With the Federal Reserve set to release its next policy statement Thursday, one trader says the closely watched event could make for one of the most volatile trading days off of Fed news in several years.
Susquehanna's head of derivative strategy, Stacey Gilbert, said the prices of S&P 500 options suggests a 2.25 percent move in the S&P 500 on the day of the day of the announcement. Stocks have seen sharp swings in recent weeks of up to 3 percent a day, but Gilbert said this move would be noteworthy as a direct reaction to the Fed.
"Not surprisingly, the options market is suggesting that the FOMC meeting could be potentially one of the most volatile that we've seen in years," Gilbert said Friday on CNBC's "Power Lunch." "There is a lot of uncertainty out there, the market's obviously pricing it in as a notable event, and investors are definitely looking for some sort of protection."
Gilbert said she's seen investors buying more "crash protection," or options positions that would profit from a massive drop in stocks.
"We haven't seen this increase in crash protection over the last couple years," Gilbert said. "Portfolio managers and investors are looking at portfolios and thinking, 'What if?' 'I want to be able to sleep at night.'"
Market watchers have speculated on the possibility of a rate hike announcement, although most traders now see that as less likely, particularly given recent market volatility.
Andrew Burkly of Oppenheimer said the Fed could put off raising interest rates into 2016, based on inflation expectations and falling crude oil prices.
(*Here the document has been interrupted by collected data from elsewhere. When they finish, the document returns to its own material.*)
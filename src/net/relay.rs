//! Relay channel: signaling through an operator-run server
//!
//! A WebSocket client that registers the local identity with a relay, keeps
//! a roster of other registered peers, and carries connection negotiation
//! when no direct channel exists. The server routes targeted frames by a
//! top-level `targetPeerId` field; that field is transport addressing, not
//! part of the payload a peer reads.
//!
//! Endpoints are validated before dialing: `wss` (or `https`, rewritten) is
//! required except for loopback hosts, where plain `ws`/`http` is accepted
//! for local development.
//!
//! Relay loss is never fatal to the session. A closed socket downgrades the
//! status and clears the roster; everything reached over other channels
//! keeps working.

use std::sync::Arc;

use dashmap::DashMap;
use futures_util::{SinkExt, StreamExt};
use http::Uri;
use parking_lot::RwLock;
use thiserror::Error;
use tokio::sync::mpsc;
use tokio_tungstenite::tungstenite::Message;
use tokio_util::sync::CancellationToken;
use tracing::{debug, info, instrument, warn};

use crate::app::state::{SessionEvent, SessionState};
use crate::net::connection::{ChannelKind, DiscoveredPeer, UNKNOWN_NAME};
use crate::net::message::PeerMessage;
use crate::net::negotiation::Responder;

/// Relay channel errors. All recoverable; the worst outcome is a degraded
/// status plus a notice.
#[derive(Error, Debug, PartialEq, Eq)]
pub enum RelayError {
    /// The endpoint string is not a URL with a scheme and host.
    #[error("relay address is not a valid url")]
    InvalidAddress,

    /// Plaintext scheme on a non-loopback host, or a scheme that cannot
    /// carry a WebSocket at all.
    #[error("relay endpoints must use wss (plain ws is allowed for loopback only)")]
    InsecureEndpoint,

    /// An operation that needs a live relay socket was called without one.
    #[error("not connected to a relay")]
    NotConnected,
}

/// A relay address that passed scheme validation, ready to dial.
#[derive(Debug, Clone, PartialEq, Eq)]
pub struct ValidatedEndpoint {
    url: String,
}

impl ValidatedEndpoint {
    #[inline]
    #[must_use]
    pub fn as_str(&self) -> &str {
        &self.url
    }
}

impl std::fmt::Display for ValidatedEndpoint {
    fn fmt(&self, f: &mut std::fmt::Formatter<'_>) -> std::fmt::Result {
        f.write_str(&self.url)
    }
}

/// Validates and normalizes a relay address.
///
/// `https` becomes `wss` (the operator pasted the browser URL); `http`
/// becomes `ws` but only for loopback hosts. Anything plaintext pointed at
/// a real host is refused rather than silently downgraded.
pub fn validate_endpoint(raw: &str) -> Result<ValidatedEndpoint, RelayError> {
    let trimmed = raw.trim();
    if trimmed.is_empty() {
        return Err(RelayError::InvalidAddress);
    }
    let uri: Uri = trimmed.parse().map_err(|_| RelayError::InvalidAddress)?;
    let scheme = uri.scheme_str().ok_or(RelayError::InvalidAddress)?;
    let host = uri.host().ok_or(RelayError::InvalidAddress)?;
    let rest = trimmed
        .split_once("://")
        .map(|(_, rest)| rest)
        .ok_or(RelayError::InvalidAddress)?;

    let url = match scheme {
        "wss" => trimmed.to_string(),
        "https" => format!("wss://{rest}"),
        "ws" if is_loopback_host(host) => trimmed.to_string(),
        "http" if is_loopback_host(host) => format!("ws://{rest}"),
        _ => return Err(RelayError::InsecureEndpoint),
    };
    Ok(ValidatedEndpoint { url })
}

fn is_loopback_host(host: &str) -> bool {
    let bare = host.trim_start_matches('[').trim_end_matches(']');
    bare.eq_ignore_ascii_case("localhost") || bare == "127.0.0.1" || bare == "::1"
}

/// Connection state of the relay socket, mirrored to the status indicator.
#[derive(Debug, Clone, Copy, PartialEq, Eq, Default)]
pub enum RelayStatus {
    Connecting,
    Connected,
    #[default]
    Disconnected,
    Error,
}

impl RelayStatus {
    #[inline]
    #[must_use]
    pub fn as_str(&self) -> &'static str {
        match self {
            Self::Connecting => "connecting",
            Self::Connected => "connected",
            Self::Disconnected => "disconnected",
            Self::Error => "error",
        }
    }
}

/// Serializes a frame with the routing field the server switches on.
fn routed_text(target: &str, msg: &PeerMessage) -> Option<String> {
    let mut value = serde_json::to_value(msg).ok()?;
    let map = value.as_object_mut()?;
    map.insert(
        "targetPeerId".to_string(),
        serde_json::Value::String(target.to_string()),
    );
    Some(value.to_string())
}

/// Client side of the relay channel: roster, status, and the outbound frame
/// queue feeding the socket writer task.
pub struct RelayClient {
    roster: DashMap<String, DiscoveredPeer>,
    status: RwLock<RelayStatus>,
    outbound: RwLock<Option<mpsc::UnboundedSender<String>>>,
}

impl Default for RelayClient {
    fn default() -> Self {
        Self::new()
    }
}

impl RelayClient {
    #[must_use]
    pub fn new() -> Self {
        Self {
            roster: DashMap::new(),
            status: RwLock::new(RelayStatus::Disconnected),
            outbound: RwLock::new(None),
        }
    }

    #[must_use]
    pub fn status(&self) -> RelayStatus {
        *self.status.read()
    }

    /// Roster snapshot sorted by peer id.
    #[must_use]
    pub fn peers(&self) -> Vec<DiscoveredPeer> {
        let mut peers: Vec<DiscoveredPeer> =
            self.roster.iter().map(|e| e.value().clone()).collect();
        peers.sort_by(|a, b| a.peer_id.cmp(&b.peer_id));
        peers
    }

    #[must_use]
    pub fn peer_count(&self) -> usize {
        self.roster.len()
    }

    /// Asks the server to forward a connection request to another member.
    pub fn connect_request(
        &self,
        state: &SessionState,
        target_peer_id: &str,
    ) -> Result<(), RelayError> {
        let identity = state.identity.read().clone();
        self.send_text(&PeerMessage::connect_request(target_peer_id, &identity))?;
        state
            .negotiator
            .track_outbound(target_peer_id, ChannelKind::Relay);
        state.events.info("Connection request sent");
        Ok(())
    }

    /// Dials the relay and runs the socket until cancellation, close, or a
    /// transport error.
    #[instrument(skip_all, fields(endpoint = endpoint.as_str()))]
    pub async fn run(
        self: Arc<Self>,
        state: Arc<SessionState>,
        endpoint: ValidatedEndpoint,
        cancel: CancellationToken,
    ) {
        *self.status.write() = RelayStatus::Connecting;
        state.events.info("Connecting to the relay...");

        let (socket, _response) = match tokio_tungstenite::connect_async(endpoint.as_str()).await
        {
            Ok(pair) => pair,
            Err(error) => {
                warn!(%error, "Relay dial failed");
                *self.status.write() = RelayStatus::Error;
                state.events.error("Relay connection failed");
                return;
            }
        };
        let (mut sink, mut reader) = socket.split();

        // Register before anything else; the server answers with peers-list.
        let identity = state.identity.read().clone();
        let registered = match PeerMessage::register(&identity).encode() {
            Ok(frame) => sink.send(Message::Text(frame)).await,
            Err(error) => {
                warn!(%error, "Frame encoding failed");
                return;
            }
        };
        if let Err(error) = registered {
            warn!(%error, "Relay registration failed");
            *self.status.write() = RelayStatus::Error;
            state.events.error("Relay connection failed");
            return;
        }

        let (out_tx, mut out_rx) = mpsc::unbounded_channel::<String>();
        *self.outbound.write() = Some(out_tx);
        let writer = tokio::spawn(async move {
            while let Some(text) = out_rx.recv().await {
                if sink.send(Message::Text(text)).await.is_err() {
                    break;
                }
            }
            let _ = sink.send(Message::Close(None)).await;
        });

        *self.status.write() = RelayStatus::Connected;
        info!("Relay connected");
        state.events.success("Connected to the relay");

        let mut failed = false;
        loop {
            tokio::select! {
                biased;
                _ = cancel.cancelled() => break,
                frame = reader.next() => match frame {
                    Some(Ok(Message::Text(text))) => self.handle_frame(&state, &text).await,
                    Some(Ok(Message::Close(_))) | None => break,
                    Some(Ok(_)) => {}
                    Some(Err(error)) => {
                        warn!(%error, "Relay socket error");
                        failed = true;
                        break;
                    }
                }
            }
        }

        // Dropping the queue sender lets the writer drain and close the
        // socket.
        *self.outbound.write() = None;
        let had_peers = !self.roster.is_empty();
        self.roster.clear();
        if had_peers {
            self.emit_roster(&state);
        }

        if cancel.is_cancelled() {
            *self.status.write() = RelayStatus::Disconnected;
            debug!("Relay loop stopped");
        } else if failed {
            *self.status.write() = RelayStatus::Error;
            state.events.error("Relay connection failed");
        } else {
            *self.status.write() = RelayStatus::Disconnected;
            state.events.warning("Relay connection lost");
        }

        let _ = writer.await;
    }

    /// Handles one inbound text frame.
    pub(crate) async fn handle_frame(&self, state: &Arc<SessionState>, text: &str) {
        let Some(msg) = PeerMessage::decode(text) else {
            return;
        };
        match msg {
            PeerMessage::PeersList { peers } => {
                let local_id = state.identity.read().id.clone();
                self.roster.clear();
                for peer in peers {
                    if !peer.peer_id.is_empty() && peer.peer_id != local_id {
                        self.roster.insert(peer.peer_id.clone(), peer);
                    }
                }
                self.emit_roster(state);
            }
            PeerMessage::PeerJoined { name, peer } => {
                let label = if name.trim().is_empty() {
                    UNKNOWN_NAME
                } else {
                    name.as_str()
                };
                state.events.info(format!("{label} is online"));
                if let Some(peer) = peer {
                    let local_id = state.identity.read().id.clone();
                    if !peer.peer_id.is_empty() && peer.peer_id != local_id {
                        self.roster.insert(peer.peer_id.clone(), peer);
                        self.emit_roster(state);
                    }
                }
            }
            PeerMessage::PeerLeft { peer_id } => {
                if self.roster.remove(&peer_id).is_some() {
                    self.emit_roster(state);
                }
            }
            PeerMessage::ConnectionRequest { .. } | PeerMessage::ConnectionResponse { .. } => {
                // The payload peer id is the only sender attribution the
                // relay provides.
                let Some(from) = msg.peer_info().map(|peer| peer.peer_id) else {
                    return;
                };
                if from.is_empty() {
                    debug!(tag = msg.tag(), "Relay frame without a sender id");
                    return;
                }
                let responder = self.responder_to(&from);
                state
                    .dispatch(ChannelKind::Relay, &from, msg, responder)
                    .await;
            }
            other => {
                debug!(tag = other.tag(), "Dropping relay frame");
            }
        }
    }

    fn emit_roster(&self, state: &Arc<SessionState>) {
        state.events.emit(SessionEvent::RosterChanged {
            channel: ChannelKind::Relay,
            count: self.roster.len(),
        });
    }

    /// Builds a best-effort reply path routed through the server.
    fn responder_to(&self, peer_id: &str) -> Responder {
        let outbound = self.outbound.read().clone();
        let target = peer_id.to_string();
        Box::new(move |msg| {
            let Some(tx) = outbound.as_ref() else {
                return;
            };
            if let Some(text) = routed_text(&target, &msg) {
                let _ = tx.send(text);
            }
        })
    }

    fn send_text(&self, msg: &PeerMessage) -> Result<(), RelayError> {
        let Some(tx) = self.outbound.read().clone() else {
            return Err(RelayError::NotConnected);
        };
        match msg.encode() {
            Ok(text) => tx.send(text).map_err(|_| RelayError::NotConnected),
            Err(error) => {
                warn!(%error, tag = msg.tag(), "Frame encoding failed");
                Ok(())
            }
        }
    }
}

impl std::fmt::Debug for RelayClient {
    fn fmt(&self, f: &mut std::fmt::Formatter<'_>) -> std::fmt::Result {
        f.debug_struct("RelayClient")
            .field("status", &self.status())
            .field("roster", &self.roster.len())
            .finish()
    }
}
"To me the risk is essentially it's longer, not sooner," he said Friday on "Power Lunch."
However, Burkly is betting on one sector that could be primed to benefit once the central bank does raise rates.
"Financials rates have been kind of sitting in a range right now. Even if they don't go next week, they are going to at some point relatively soon, and that should push up rates eventually, which would help the financial sector," he said.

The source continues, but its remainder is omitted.